German polymath (1728–1783)

Johann Franz Seraph von Kohlbrenner (17 October 1728 – 6 June 1783) was a German polymath, promoting the Enlightenment in Bavaria. While working as a civil servant for the Bavarian court, he published a hymnal which contained a complete German High Mass and songs such as "Das Grab ist leer, der Held erwacht" (The grave is empty, the hero awoken) for which he is known. These hymns and especially his German mass, used in settings by Michael Haydn, remain popular to this day.

== Career ==
Beginning life as Johann Franz Seraph Kohlbrenner in Traunstein on 17 October 1728, he was the son of Rupert Kohlbrenner, a worker in a salt works. After attending the local Volksschule, he worked as a clerk at the salt works, responsible for the company's archives.

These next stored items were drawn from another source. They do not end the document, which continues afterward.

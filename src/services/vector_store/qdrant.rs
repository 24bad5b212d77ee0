//! Qdrant vector index backend.

use std::collections::HashMap;
use std::sync::Arc;

use async_trait::async_trait;
use qdrant_client::Qdrant;
use qdrant_client::qdrant::value::Kind;
use qdrant_client::qdrant::{
    CreateCollectionBuilder, Distance, PointStruct, SearchPointsBuilder, UpsertPointsBuilder,
    Value, VectorParamsBuilder, VectorsOutput, vector_output,
};

use super::mmr::MmrCandidate;
use super::{VectorIndex, candidate_limit, select_results};
use crate::error::VectorStoreError;
use crate::models::{Chunk, DocumentMetadata, RetrievedChunk, SearchMode, VectorStoreConfig};
use crate::services::embedding::EmbeddingProvider;

pub struct QdrantIndex {
    client: Qdrant,
    collection: String,
    embedder: Arc<dyn EmbeddingProvider>,
}

impl QdrantIndex {
    pub fn new(
        config: &VectorStoreConfig,
        embedder: Arc<dyn EmbeddingProvider>,
    ) -> Result<Self, VectorStoreError> {
        let mut builder = Qdrant::from_url(&config.url);

        if let Some(ref api_key) = config.api_key {
            builder = builder.api_key(api_key.clone());
        }

        let client = builder
            .build()
            .map_err(|e| VectorStoreError::ConnectionError(e.to_string()))?;

        Ok(Self {
            client,
            collection: config.collection.clone(),
            embedder,
        })
    }

    async fn collection_exists(&self) -> Result<bool, VectorStoreError> {
        self.client
            .collection_exists(&self.collection)
            .await
            .map_err(|e| VectorStoreError::CollectionError(e.to_string()))
    }

    async fn ensure_collection(&self) -> Result<(), VectorStoreError> {
        if self.collection_exists().await? {
            return Ok(());
        }

        let create_collection = CreateCollectionBuilder::new(&self.collection).vectors_config(
            VectorParamsBuilder::new(self.embedder.dimension() as u64, Distance::Cosine),
        );

        self.client
            .create_collection(create_collection)
            .await
            .map_err(|e| VectorStoreError::CollectionError(e.to_string()))?;

        tracing::info!(collection = %self.collection, "created qdrant collection");
        Ok(())
    }

    fn to_payload(chunk: Chunk) -> Result<HashMap<String, Value>, VectorStoreError> {
        let json = serde_json::json!({
            "document_id": chunk.document_id,
            "chunk_index": chunk.chunk_index,
            "content": chunk.content,
            "metadata": chunk.metadata,
        });
        serde_json::from_value(json).map_err(|e| VectorStoreError::UpsertError(e.to_string()))
    }

    fn from_payload(mut payload: HashMap<String, Value>, score: f32) -> RetrievedChunk {
        let content = match payload.remove("content").and_then(|v| v.kind) {
            Some(Kind::StringValue(s)) => s,
            _ => String::new(),
        };
        let metadata = payload
            .remove("metadata")
            .map(value_to_json)
            .and_then(|json| serde_json::from_value::<DocumentMetadata>(json).ok())
            .unwrap_or_default();

        RetrievedChunk {
            content,
            metadata,
            score,
        }
    }
}

/// The unnamed dense vector of a search hit, if it was returned.
fn dense_vector(vectors: &VectorsOutput) -> Option<Vec<f32>> {
    match vectors.get_vector()? {
        vector_output::Vector::Dense(dense) => Some(dense.data),
        _ => None,
    }
}

fn value_to_json(value: Value) -> serde_json::Value {
    match value.kind {
        Some(Kind::StringValue(s)) => serde_json::Value::String(s),
        Some(Kind::IntegerValue(n)) => n.into(),
        Some(Kind::DoubleValue(d)) => serde_json::Number::from_f64(d)
            .map(serde_json::Value::Number)
            .unwrap_or(serde_json::Value::Null),
        Some(Kind::BoolValue(b)) => serde_json::Value::Bool(b),
        Some(Kind::StructValue(s)) => serde_json::Value::Object(
            s.fields
                .into_iter()
                .map(|(k, v)| (k, value_to_json(v)))
                .collect(),
        ),
        Some(Kind::ListValue(list)) => {
            serde_json::Value::Array(list.values.into_iter().map(value_to_json).collect())
        }
        Some(Kind::NullValue(_)) | None => serde_json::Value::Null,
    }
}

#[async_trait]
impl VectorIndex for QdrantIndex {
    async fn health_check(&self) -> Result<bool, VectorStoreError> {
        self.client
            .health_check()
            .await
            .map(|_| true)
            .map_err(|e| VectorStoreError::ConnectionError(e.to_string()))
    }

    async fn add(&self, chunks: Vec<Chunk>) -> Result<usize, VectorStoreError> {
        if chunks.is_empty() {
            return Ok(0);
        }

        let texts = chunks.iter().map(|c| c.content.clone()).collect();
        let vectors = self.embedder.embed_batch(texts).await?;
        self.ensure_collection().await?;

        let points = chunks
            .into_iter()
            .zip(vectors)
            .map(|(chunk, vector)| {
                let id = chunk.id.clone();
                Ok(PointStruct::new(id, vector, Self::to_payload(chunk)?))
            })
            .collect::<Result<Vec<_>, VectorStoreError>>()?;
        let count = points.len();

        let upsert = UpsertPointsBuilder::new(&self.collection, points).wait(true);
        self.client
            .upsert_points(upsert)
            .await
            .map_err(|e| VectorStoreError::UpsertError(e.to_string()))?;

        Ok(count)
    }

    async fn query(
        &self,
        text: &str,
        k: usize,
        mode: SearchMode,
    ) -> Result<Vec<RetrievedChunk>, VectorStoreError> {
        if k == 0 || !self.collection_exists().await? {
            return Ok(Vec::new());
        }

        let query_vector = self.embedder.embed(text).await?;
        let limit = candidate_limit(k, mode) as u64;
        let rerank = matches!(mode, SearchMode::Mmr(_));
        let search = SearchPointsBuilder::new(&self.collection, query_vector.clone(), limit)
            .with_payload(true)
            .with_vectors(rerank);

        let response = self
            .client
            .search_points(search)
            .await
            .map_err(|e| VectorStoreError::SearchError(e.to_string()))?;

        if !rerank {
            return Ok(response
                .result
                .into_iter()
                .take(k)
                .map(|point| Self::from_payload(point.payload, point.score))
                .collect());
        }

        let candidates = response
            .result
            .into_iter()
            .map(|point| {
                let vector = point.vectors.as_ref().and_then(dense_vector).unwrap_or_default();
                let item = Self::from_payload(point.payload, point.score);
                MmrCandidate {
                    score: item.score,
                    item,
                    vector,
                }
            })
            .collect();

        Ok(select_results(&query_vector, candidates, k, mode))
    }

    async fn delete_collection(&self) -> Result<(), VectorStoreError> {
        if !self.collection_exists().await? {
            return Ok(());
        }

        self.client
            .delete_collection(&self.collection)
            .await
            .map_err(|e| VectorStoreError::DeleteError(e.to_string()))?;

        tracing::info!(collection = %self.collection, "deleted qdrant collection");
        Ok(())
    }

    async fn count(&self) -> Result<u64, VectorStoreError> {
        if !self.collection_exists().await? {
            return Ok(0);
        }

        let info = self
            .client
            .collection_info(&self.collection)
            .await
            .map_err(|e| VectorStoreError::CollectionError(e.to_string()))?;

        Ok(info.result.map_or(0, |r| r.points_count.unwrap_or(0)))
    }

    fn collection(&self) -> &str {
        &self.collection
    }

    fn backend(&self) -> &'static str {
        "qdrant"
    }
}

At age 25, Kohlbrenner was called to Munich to revise and supervise the Registry of the Exchequer (Registratur der Hofkammer). In 1762, he installed a tree garden in the elector's Aerarium in Lechhausen. From 1766, he published a journal of the Intelligenzblatt type, the Intelligenzblatt der Churbaierischen Lande.

In 1777, together with the priest and composer Norbert Hauner, Kohlbrenner published in Landshut the first part of a Roman Catholic hymnal, Der heilige Gesang zum Gottesdienste in der römisch-katholischen Kirche, which promoted liturgical singing in German, in the spirit of the Enlightenment. After this hymnal was also published in Salzburg in 1781, he added a second part, published there in 1783. Part of the hymnal was his Singmesse, for singing the complete mass ordinary in German instead of the traditional Latin. His German mass in ten songs was set to music by Michael Haydn several times, called Deutsches Hochamt (German High Mass).

On 26 June 1778 Charles Theodore, Elector of Bavaria, made Kohlbrenner a Reichsritter (Imperial Knight). Unmarried, he died at age 54 on 6 June 1783, in Munich and was buried at the cemetery of Unserer Lieben Frau Gottesaker zu St. Salvator. The inscription read:
He was a bourgeois writer, and active as a city-dweller; he stood out from his fellows by his rare boldness in business and his unsurpassed steadfastness in carrying out that to which he set his hand.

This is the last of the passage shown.